# How to avoid discoloration from heatpress and "ghost" box



## FashionGO (Aug 20, 2015)

Just starting my heat press journey (testing on sweatshirts) and I've run into the problem with two things:

1 - Discoloration. The area in which the heat press covers seems to discolor the garment (more visible on darker colors; black, red, etc). I've read that giving the garment time to sit will fix the problem, but I've let it sit for 2 hours and all still seems the same. Is this a problem of too much pressure, length of press, temperature, etc? How can I fix this.

2 - Heat press "ghost" - The area in which the heat press cover leaves a visible box. How do you combat that from happening? I don't want to sell items that have the box as it looks very unprofessional. I've read a teflon pillow can possibly help. If so, how much does it help? Are there any other solutions?

Any help is appreciated


----------



## DeerfieldDesigns (Nov 1, 2016)

I'm sorry I don't have an answer, but it looks as though NOBODY has an answer. I've been battling this same discoloration issue for years. EVERYBODY says let it sit for a while and the color will come back. I have also noticed that the color NEVER comes back to the discolored portion of the shirt. We have sheets of Teflon and they don't help either. 

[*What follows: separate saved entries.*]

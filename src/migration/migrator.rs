//! MigrationRunner - applies and reverts a discovered migration set against the version ledger
//!
//! Every batch operation works the same way: make sure the ledger table exists, select the units
//! the operation covers (see [`plan`](super::plan)), then run each one in its own READ COMMITTED
//! transaction together with its ledger write. The first failure rolls back that unit and stops
//! the batch; units committed before it stay applied.

use super::hooks::MigrationHooks;
use super::identifier::VersionIdentifier;
use super::ledger::{PgLedger, VersionLedger};
use super::plan::{self, AppliedSet, MigrationPlan, Operation, PlannedMigration};
use super::record::LedgerEntry;
use super::registry::MigrationSet;
use super::status::MigrationStatus;
use super::unit::{Direction, MigrationUnit};
use crate::config::MigratorConfig;
use crate::connection::connect;
use crate::executor::{Executor, PgExecutor};
use crate::migration::MigrationError;
use crate::transaction::{IsolationLevel, Transaction};
use chrono::Utc;
use serde::Serialize;
use std::sync::atomic::{AtomicBool, Ordering};
use std::sync::Arc;

#[cfg(feature = "tracing")]
use crate::telemetry::tracing_helpers;

/// What a batch operation executed, in execution order
#[derive(Debug, Clone, PartialEq, Eq, Serialize)]
pub struct MigrationReport {
    pub direction: Direction,
    pub migrations: Vec<PlannedMigration>,
}

impl MigrationReport {
    fn new(direction: Direction) -> Self {
        Self {
            direction,
            migrations: Vec::new(),
        }
    }

    pub fn len(&self) -> usize {
        self.migrations.len()
    }

    pub fn is_empty(&self) -> bool {
        self.migrations.is_empty()
    }

    /// Identifiers in execution order
    pub fn identifiers(&self) -> Vec<VersionIdentifier> {
        self.migrations.iter().map(|m| m.identifier).collect()
    }
}

/// Runs a [`MigrationSet`] against one database connection
///
/// The runner owns its executor and its migration set. Runners are not coordinated with each
/// other; callers must not point two at the same ledger at once.
///
/// # Example
///
/// ```rust,no_run
/// use tidemark::config::MigratorConfig;
/// use tidemark::migration::{MigrationRegistry, MigrationRunner};
///
/// # fn main() -> Result<(), tidemark::migration::MigrationError> {
/// let config = MigratorConfig::load()?;
/// let set = MigrationRegistry::new().discover()?;
///
/// let runner = MigrationRunner::connect(&config, set)?;
/// let report = runner.up()?;
/// println!("applied {} migration(s)", report.len());
/// runner.close();
/// # Ok(())
/// # }
/// ```
pub struct MigrationRunner {
    executor: Box<dyn Executor>,
    ledger: Box<dyn VersionLedger>,
    set: MigrationSet,
    hooks: MigrationHooks,
    cancel: Option<Arc<AtomicBool>>,
}

impl MigrationRunner {
    /// Create a runner over `executor`, recording into the default `VersionInfo` table
    pub fn new(executor: Box<dyn Executor>, set: MigrationSet) -> Self {
        Self {
            executor,
            ledger: Box::new(PgLedger::default()),
            set,
            hooks: MigrationHooks::default(),
            cancel: None,
        }
    }

    /// Connect to the configured database and record into the configured ledger table
    ///
    /// # Errors
    ///
    /// Returns `MigrationError::Connection` if the connection string is invalid or the
    /// connection fails.
    pub fn connect(config: &MigratorConfig, set: MigrationSet) -> Result<Self, MigrationError> {
        let client = connect(&config.url)?;
        Ok(Self::new(Box::new(PgExecutor::new(client)), set)
            .with_ledger(Box::new(PgLedger::new(config.ledger_table.clone()))))
    }

    /// Use a different ledger implementation or table
    pub fn with_ledger(mut self, ledger: Box<dyn VersionLedger>) -> Self {
        self.ledger = ledger;
        self
    }

    pub fn with_hooks(mut self, hooks: MigrationHooks) -> Self {
        self.hooks = hooks;
        self
    }

    /// Stop a batch between migrations once `flag` is set
    ///
    /// A migration already in flight always runs to commit or rollback.
    pub fn with_cancel_flag(mut self, flag: Arc<AtomicBool>) -> Self {
        self.cancel = Some(flag);
        self
    }

    /// The migrations this runner was built with
    pub fn migration_set(&self) -> &MigrationSet {
        &self.set
    }

    /// Apply every migration above the highest applied key, ascending
    ///
    /// Migrations whose key falls below the highest applied key are not applied; use
    /// [`up_to`](Self::up_to) to fill such gaps.
    pub fn up(&self) -> Result<MigrationReport, MigrationError> {
        self.run(Operation::UpAll)
    }

    /// Revert every applied migration, descending
    pub fn down(&self) -> Result<MigrationReport, MigrationError> {
        self.run(Operation::DownAll)
    }

    /// Apply every unapplied migration strictly below `bound`, ascending
    pub fn up_to(&self, bound: &VersionIdentifier) -> Result<MigrationReport, MigrationError> {
        self.run(Operation::UpTo(*bound))
    }

    /// Revert every applied migration strictly above `bound`, descending
    pub fn down_to(&self, bound: &VersionIdentifier) -> Result<MigrationReport, MigrationError> {
        self.run(Operation::DownTo(*bound))
    }

    /// Select what `operation` would run without running it
    ///
    /// Creates the ledger table if it does not exist, and otherwise only reads.
    pub fn plan(&self, operation: Operation) -> Result<MigrationPlan, MigrationError> {
        self.check_operation(&operation)?;
        self.ledger.ensure_table(self.executor.as_ref())?;

        let selected = self.select(&operation)?;
        Ok(MigrationPlan {
            direction: operation.direction(),
            migrations: selected.into_iter().map(PlannedMigration::from).collect(),
        })
    }

    /// Compare the ledger against the discovered set
    pub fn status(&self) -> Result<MigrationStatus, MigrationError> {
        self.ledger.ensure_table(self.executor.as_ref())?;

        let entries = self.ledger.applied(self.executor.as_ref())?;
        let applied_keys = AppliedSet::from_entries(&entries);

        let (applied, unknown): (Vec<LedgerEntry>, Vec<LedgerEntry>) = entries
            .into_iter()
            .partition(|entry| self.set.get(entry.version_id).is_some());

        let mut pending: Vec<&MigrationUnit> = self
            .set
            .units()
            .iter()
            .filter(|unit| !applied_keys.contains(unit.ordering_key()))
            .collect();
        pending.sort_by_key(|unit| unit.ordering_key());

        if !unknown.is_empty() {
            log::warn!(
                "{} ledger row(s) have no matching migration: {}",
                unknown.len(),
                unknown
                    .iter()
                    .map(|entry| entry.text.as_str())
                    .collect::<Vec<_>>()
                    .join(", ")
            );
        }

        Ok(MigrationStatus::new(
            applied,
            pending.into_iter().map(PlannedMigration::from).collect(),
            unknown,
        ))
    }

    /// Release the connection and the migration set
    pub fn close(self) {
        log::debug!("Closing migration runner ({} migration(s))", self.set.len());
    }

    fn check_operation(&self, operation: &Operation) -> Result<(), MigrationError> {
        match operation.bound() {
            Some(bound) => self.set.check_bound(bound),
            None => Ok(()),
        }
    }

    fn select(&self, operation: &Operation) -> Result<Vec<&MigrationUnit>, MigrationError> {
        let executor = self.executor.as_ref();

        let (applied, max_applied_key) = match operation {
            Operation::UpAll => (AppliedSet::default(), self.ledger.max_applied_key(executor)?),
            _ => {
                let applied = AppliedSet::from_entries(&self.ledger.applied(executor)?);
                let max = applied.max_key();
                (applied, max)
            }
        };

        let selected = plan::select(&self.set, &applied, max_applied_key, operation);
        log::debug!(
            "{operation}: {} of {} migration(s) selected (highest applied {max_applied_key})",
            selected.len(),
            self.set.len()
        );
        Ok(selected)
    }

    fn run(&self, operation: Operation) -> Result<MigrationReport, MigrationError> {
        self.check_operation(&operation)?;

        #[cfg(feature = "tracing")]
        let _span = tracing_helpers::batch_span(operation.name()).entered();

        self.ledger.ensure_table(self.executor.as_ref())?;

        let direction = operation.direction();
        let selected = self.select(&operation)?;
        if selected.is_empty() {
            log::info!("{operation}: nothing to do");
            return Ok(MigrationReport::new(direction));
        }

        log::info!("{operation}: running {} migration(s)", selected.len());

        let mut report = MigrationReport::new(direction);
        for unit in selected {
            if self.is_cancelled() {
                log::warn!("{operation}: cancelled after {} migration(s)", report.len());
                return Err(MigrationError::Cancelled {
                    completed: report.len(),
                });
            }

            self.migrate(unit, direction)?;
            report.migrations.push(PlannedMigration::from(unit));
        }

        log::info!("{operation}: {} migration(s) complete", report.len());
        Ok(report)
    }

    fn is_cancelled(&self) -> bool {
        self.cancel
            .as_ref()
            .is_some_and(|flag| flag.load(Ordering::SeqCst))
    }

    /// Run one unit and its ledger write in a single transaction
    fn migrate(&self, unit: &MigrationUnit, direction: Direction) -> Result<(), MigrationError> {
        #[cfg(feature = "tracing")]
        let _span = tracing_helpers::migration_span(
            &unit.identifier().display_text(),
            direction.as_str(),
        )
        .entered();

        self.hooks.fire_before(unit, direction);
        log::info!(
            "Migrating {direction}: {} ({})",
            unit.identifier(),
            unit.description()
        );

        let result = self.migrate_in_transaction(unit, direction);
        match &result {
            Ok(()) => self.hooks.fire_after(unit, direction),
            Err(e) => {
                log::error!(
                    "Migration {} ({}) failed {direction}: {e}",
                    unit.identifier(),
                    unit.description()
                );
                self.hooks.fire_error(unit, direction, e);
            }
        }
        result
    }

    fn migrate_in_transaction(
        &self,
        unit: &MigrationUnit,
        direction: Direction,
    ) -> Result<(), MigrationError> {
        let tx = Transaction::begin(self.executor.as_ref(), IsolationLevel::ReadCommitted)?;

        match self.apply(&tx, unit, direction) {
            Ok(()) => {
                tx.commit()?;
                Ok(())
            }
            Err(e) => {
                log::warn!("Rolling back {}", unit.identifier());
                if let Err(rollback_error) = tx.rollback() {
                    log::error!("Rollback of {} failed: {rollback_error}", unit.identifier());
                }
                Err(e)
            }
        }
    }

    fn apply(
        &self,
        tx: &Transaction<'_>,
        unit: &MigrationUnit,
        direction: Direction,
    ) -> Result<(), MigrationError> {
        unit.run(tx, direction)
            .map_err(|source| MigrationError::ExecutionFailed {
                identifier: unit.identifier().display_text(),
                description: unit.description().to_string(),
                source,
            })?;

        match direction {
            Direction::Up => self
                .ledger
                .record(tx, &LedgerEntry::from_unit(unit, Utc::now())),
            Direction::Down => self.ledger.remove(tx, unit.ordering_key()),
        }
    }
}

impl std::fmt::Debug for MigrationRunner {
    fn fmt(&self, f: &mut std::fmt::Formatter<'_>) -> std::fmt::Result {
        f.debug_struct("MigrationRunner")
            .field("migrations", &self.set.len())
            .field("kind", &self.set.kind())
            .field("hooks", &self.hooks)
            .finish()
    }
}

How do you keep a tee shirt from showing the square press area on heat transfer designs??????????


----------



## proworlded (Oct 3, 2006)

The discoloration is probably caused by the moisture being removed from the shirt, especially on red. Normally, it will be remedied with washing. I have also heard of some customers that lightly spray water on the shirt after printing. You might also want to try another t shirt brand. We find that Gildan is a good choice.

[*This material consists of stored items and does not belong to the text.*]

//! Selecting which migrations an operation runs, and in what order
//!
//! | Operation | Candidates | Order |
//! |---|---|---|
//! | `UpAll` | key > highest applied key | ascending |
//! | `DownAll` | key applied | descending |
//! | `UpTo(bound)` | key < bound and not applied | ascending |
//! | `DownTo(bound)` | key > bound and applied | descending |
//!
//! `UpAll` compares against the high-water mark only, so a unit whose key sits below the highest
//! applied key is never picked up by it; `UpTo` uses full membership and fills such gaps.

use super::identifier::VersionIdentifier;
use super::record::LedgerEntry;
use super::registry::MigrationSet;
use super::unit::{Direction, MigrationUnit};
use serde::Serialize;
use std::collections::BTreeSet;
use std::fmt;

/// A batch operation
#[derive(Debug, Clone, Copy, PartialEq, Eq)]
pub enum Operation {
    UpAll,
    DownAll,
    /// Apply pending migrations strictly below the bound
    UpTo(VersionIdentifier),
    /// Revert applied migrations strictly above the bound
    DownTo(VersionIdentifier),
}

impl Operation {
    pub fn direction(&self) -> Direction {
        match self {
            Operation::UpAll | Operation::UpTo(_) => Direction::Up,
            Operation::DownAll | Operation::DownTo(_) => Direction::Down,
        }
    }

    pub fn bound(&self) -> Option<&VersionIdentifier> {
        match self {
            Operation::UpTo(bound) | Operation::DownTo(bound) => Some(bound),
            Operation::UpAll | Operation::DownAll => None,
        }
    }

    pub fn name(&self) -> &'static str {
        match self {
            Operation::UpAll => "up",
            Operation::DownAll => "down",
            Operation::UpTo(_) => "up_to",
            Operation::DownTo(_) => "down_to",
        }
    }
}

impl fmt::Display for Operation {
    fn fmt(&self, f: &mut fmt::Formatter<'_>) -> fmt::Result {
        match self.bound() {
            Some(bound) => write!(f, "{} {}", self.name(), bound),
            None => f.write_str(self.name()),
        }
    }
}

/// Applied ordering keys as read from the ledger
#[derive(Debug, Clone, Default, PartialEq, Eq)]
pub struct AppliedSet {
    keys: BTreeSet<i64>,
}

impl AppliedSet {
    pub fn from_entries(entries: &[LedgerEntry]) -> Self {
        entries.iter().map(|entry| entry.version_id).collect()
    }

    pub fn contains(&self, key: i64) -> bool {
        self.keys.contains(&key)
    }

    /// Highest applied key, 0 when nothing is applied
    pub fn max_key(&self) -> i64 {
        self.keys.iter().next_back().copied().unwrap_or(0)
    }

    pub fn len(&self) -> usize {
        self.keys.len()
    }

    pub fn is_empty(&self) -> bool {
        self.keys.is_empty()
    }
}

impl FromIterator<i64> for AppliedSet {
    fn from_iter<T: IntoIterator<Item = i64>>(iter: T) -> Self {
        Self {
            keys: iter.into_iter().collect(),
        }
    }
}

/// Select the units `operation` runs, in execution order
///
/// `max_applied_key` is the ledger's high-water mark, used by `UpAll` only.
pub fn select<'s>(
    set: &'s MigrationSet,
    applied: &AppliedSet,
    max_applied_key: i64,
    operation: &Operation,
) -> Vec<&'s MigrationUnit> {
    let mut selected: Vec<&MigrationUnit> = set
        .units()
        .iter()
        .filter(|unit| {
            let key = unit.ordering_key();
            match operation {
                Operation::UpAll => key > max_applied_key,
                Operation::DownAll => applied.contains(key),
                Operation::UpTo(bound) => key < bound.ordering_key() && !applied.contains(key),
                Operation::DownTo(bound) => key > bound.ordering_key() && applied.contains(key),
            }
        })
        .collect();

    match operation.direction() {
        Direction::Up => selected.sort_by_key(|unit| unit.ordering_key()),
        Direction::Down => selected.sort_by_key(|unit| std::cmp::Reverse(unit.ordering_key())),
    }
    selected
}

/// One selected migration, as shown by a dry run
#[derive(Debug, Clone, PartialEq, Eq, Serialize)]
pub struct PlannedMigration {
    pub identifier: VersionIdentifier,
    pub description: String,
}

impl From<&MigrationUnit> for PlannedMigration {
    fn from(unit: &MigrationUnit) -> Self {
        Self {
            identifier: *unit.identifier(),
            description: unit.description().to_string(),
        }
    }
}

/// What an operation would run, without running it
#[derive(Debug, Clone, PartialEq, Eq, Serialize)]
pub struct MigrationPlan {
    pub direction: Direction,
    pub migrations: Vec<PlannedMigration>,
}

impl MigrationPlan {
    pub fn is_empty(&self) -> bool {
        self.migrations.is_empty()
    }

    pub fn len(&self) -> usize {
        self.migrations.len()
    }
}

#[cfg(test)]
mod tests {
    use super::*;
    use crate::executor::DbError;
    use crate::migration::{Migration, MigrationModule, MigrationRegistry, SchemaManager, VersionMarker};

    struct V(i32, i32);

    impl Migration for V {
        fn marker(&self) -> VersionMarker {
            VersionMarker::version(self.0, self.1)
        }

        fn up(&self, _manager: &SchemaManager<'_>) -> Result<(), DbError> {
            Ok(())
        }

        fn down(&self, _manager: &SchemaManager<'_>) -> Result<(), DbError> {
            Ok(())
        }
    }

    fn set(versions: &[(i32, i32)]) -> MigrationSet {
        let module = versions
            .iter()
            .fold(MigrationModule::new("plan::tests"), |m, (a, b)| m.with(V(*a, *b)));
        MigrationRegistry::new().module(module).discover().unwrap()
    }

    fn key(major: i32, minor: i32) -> i64 {
        VersionIdentifier::from_semantic_version(major, minor, 0, 0)
            .unwrap()
            .ordering_key()
    }

    fn bound(major: i32, minor: i32) -> VersionIdentifier {
        VersionIdentifier::from_semantic_version(major, minor, 0, 0).unwrap()
    }

    fn texts(units: &[&MigrationUnit]) -> Vec<String> {
        units.iter().map(|u| u.identifier().display_text()).collect()
    }

    #[test]
    fn test_up_all_on_empty_ledger_is_ascending() {
        let set = set(&[(2, 0), (1, 0), (1, 1)]);
        let applied = AppliedSet::default();

        let selected = select(&set, &applied, applied.max_key(), &Operation::UpAll);
        assert_eq!(texts(&selected), vec!["1.0.0.0", "1.1.0.0", "2.0.0.0"]);
    }

    #[test]
    fn test_up_all_skips_gaps_below_high_water_mark() {
        let set = set(&[(1, 0), (1, 1), (2, 0), (3, 0)]);
        let applied: AppliedSet = [key(1, 0), key(2, 0)].into_iter().collect();

        let selected = select(&set, &applied, applied.max_key(), &Operation::UpAll);
        assert_eq!(texts(&selected), vec!["3.0.0.0"]);
    }

    #[test]
    fn test_up_to_fills_gaps_and_excludes_bound() {
        let set = set(&[(1, 0), (1, 1), (2, 0), (3, 0)]);
        let applied: AppliedSet = [key(1, 0), key(2, 0)].into_iter().collect();

        let selected = select(&set, &applied, applied.max_key(), &Operation::UpTo(bound(3, 0)));
        assert_eq!(texts(&selected), vec!["1.1.0.0"]);
    }

    #[test]
    fn test_down_all_is_descending_over_applied() {
        let set = set(&[(1, 0), (1, 1), (2, 0)]);
        let applied: AppliedSet = [key(1, 0), key(2, 0)].into_iter().collect();

        let selected = select(&set, &applied, applied.max_key(), &Operation::DownAll);
        assert_eq!(texts(&selected), vec!["2.0.0.0", "1.0.0.0"]);
    }

    #[test]
    fn test_down_to_excludes_bound() {
        let set = set(&[(1, 0), (1, 1), (2, 0)]);
        let applied: AppliedSet = [key(1, 0), key(1, 1), key(2, 0)].into_iter().collect();

        let selected = select(&set, &applied, applied.max_key(), &Operation::DownTo(bound(1, 0)));
        assert_eq!(texts(&selected), vec!["2.0.0.0", "1.1.0.0"]);
    }

    #[test]
    fn test_bound_need_not_be_a_known_migration() {
        let set = set(&[(1, 0), (1, 1), (2, 0)]);
        let applied = AppliedSet::default();

        let selected = select(&set, &applied, 0, &Operation::UpTo(bound(1, 5)));
        assert_eq!(texts(&selected), vec!["1.0.0.0", "1.1.0.0"]);
    }

    #[test]
    fn test_empty_selection() {
        let set = set(&[(1, 0)]);
        let applied: AppliedSet = [key(1, 0)].into_iter().collect();

        assert!(select(&set, &applied, applied.max_key(), &Operation::UpAll).is_empty());
        assert!(select(&MigrationSet::empty(), &applied, 0, &Operation::DownAll).is_empty());
    }

    #[test]
    fn test_applied_set_max_key() {
        assert_eq!(AppliedSet::default().max_key(), 0);
        let applied: AppliedSet = [5, 50, 7].into_iter().collect();
        assert_eq!(applied.max_key(), 50);
        assert_eq!(applied.len(), 3);
    }

    #[test]
    fn test_operation_direction_and_display() {
        assert_eq!(Operation::UpAll.direction(), Direction::Up);
        assert_eq!(Operation::DownTo(bound(1, 0)).direction(), Direction::Down);
        assert_eq!(Operation::UpTo(bound(2, 0)).to_string(), "up_to 2.0.0.0");
        assert_eq!(Operation::DownAll.to_string(), "down");
    }
}
//! # Tidemark
//!
//! Versioned schema migrations for PostgreSQL over `may_postgres`.
//!
//! Migrations are Rust types implementing [`migration::Migration`], each identified by a
//! timestamp or a semantic version. A [`migration::MigrationRunner`] applies or reverts them one
//! transaction at a time and records what is applied in a version ledger table.
//!
//! ```rust,no_run
//! use tidemark::config::MigratorConfig;
//! use tidemark::migration::{MigrationRegistry, MigrationRunner};
//!
//! # fn main() -> Result<(), tidemark::migration::MigrationError> {
//! let set = MigrationRegistry::new().discover()?;
//! let runner = MigrationRunner::connect(&MigratorConfig::load()?, set)?;
//! runner.up()?;
//! # Ok(())
//! # }
//! ```

pub mod config;
pub mod connection;
pub mod executor;
pub mod memory;
pub mod migration;
pub mod telemetry;
pub mod transaction;

pub use connection::{connect, ConnectionError};
pub use executor::{DbError, Executor, PgExecutor};
pub use migration::{Migration, MigrationError, MigrationRunner, SchemaManager, VersionMarker};
pub use transaction::{IsolationLevel, Transaction, TransactionError};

The square could be lessened by using a foam pad in between the shirt layers. Here again, that should disappear with washing.


----------



## DeerfieldDesigns (Nov 1, 2016)

THANKS, ProWorlded. I hadn't thought about the moisture content....


----------



## Dekzion (May 18, 2015)

moisture?? in the UK even a fresh shirt from a sealed bag steams like a sauna when pre-pressed, you do pre-press don't you? and press the shirt all over? All over =the same colour all over. It also help with eliminating the press box because the fibres are already flat.


----------



## Tracy Bell (Sep 5, 2021)

DeerfieldDesigns said:


> I'm sorry I don't have an answer, but it looks as though NOBODY has an answer. I've been battling this same discoloration issue for years. EVERYBODY says let it sit for a while and the color will come back. I have also noticed that the color NEVER comes back to the discolored portion of the shirt. We have sheets of Teflon and they don't help either.
> 
> How do you keep a tee shirt from showing the square press area on heat transfer designs??????????

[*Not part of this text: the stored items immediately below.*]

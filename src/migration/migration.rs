//! Migration trait definition

use super::identifier::VersionMarker;
use super::schema_manager::SchemaManager;
use super::scripts::EmbeddedScript;
use crate::executor::DbError;

/// Trait that all migrations must implement
///
/// A migration declares exactly one [`VersionMarker`] and provides `up()` and `down()` actions.
/// Both actions receive a [`SchemaManager`] bound to the transaction the runner opened for this
/// migration; everything they execute commits or rolls back together with the ledger row.
///
/// ```rust
/// use sea_query::{ColumnDef, Table};
/// use tidemark::executor::DbError;
/// use tidemark::migration::{Migration, SchemaManager, VersionMarker};
///
/// pub struct CreateUsersTable;
///
/// impl Migration for CreateUsersTable {
///     fn marker(&self) -> VersionMarker {
///         VersionMarker::timestamp(2024, 1, 20, 12, 0, 0)
///     }
///
///     fn up(&self, manager: &SchemaManager<'_>) -> Result<(), DbError> {
///         let table = Table::create()
///             .table("users")
///             .col(ColumnDef::new("id").big_integer().not_null().primary_key())
///             .col(ColumnDef::new("email").string().not_null())
///             .to_owned();
///         manager.create_table(table)
///     }
///
///     fn down(&self, manager: &SchemaManager<'_>) -> Result<(), DbError> {
///         manager.drop_table(Table::drop().table("users").to_owned())
///     }
/// }
/// ```
pub trait Migration: Send + Sync {
    /// The migration's identifying marker
    fn marker(&self) -> VersionMarker;

    /// Human-readable description recorded in the ledger
    ///
    /// Defaults to the implementing type's fully-qualified name.
    fn description(&self) -> String {
        std::any::type_name::<Self>().to_string()
    }

    /// Apply the migration
    ///
    /// Synchronous: the executor blocks on each statement.
    fn up(&self, manager: &SchemaManager<'_>) -> Result<(), DbError>;

    /// Revert the migration
    fn down(&self, manager: &SchemaManager<'_>) -> Result<(), DbError>;

    /// Scripts this migration can run with [`SchemaManager::embedded_sql`]
    fn scripts(&self) -> &'static [EmbeddedScript] {
        &[]
    }
}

I always tear the excess paper off of the print...It stopped mine from getting the lines completely,Hope this was helpful!!


----------



## Tracy Bell (Sep 5, 2021)

FashionGO said:


> Just starting my heat press journey (testing on sweatshirts) and I've run into the problem with two things:
> 
> 1 - Discoloration. The area in which the heat press covers seems to discolor the garment (more visible on darker colors; black, red, etc). I've read that giving the garment time to sit will fix the problem, but I've let it sit for 2 hours and all still seems the same. Is this a problem of too much pressure, length of press, temperature, etc? How can I fix this.
> 
> ...


If you lightly spray the area that has turned the light brownish/yellowish color after pressing with peroxide it takes it away...This happens to me a pretty good bit I just spray with peroxide and keep working...After a little bit the discoloration is gone


----------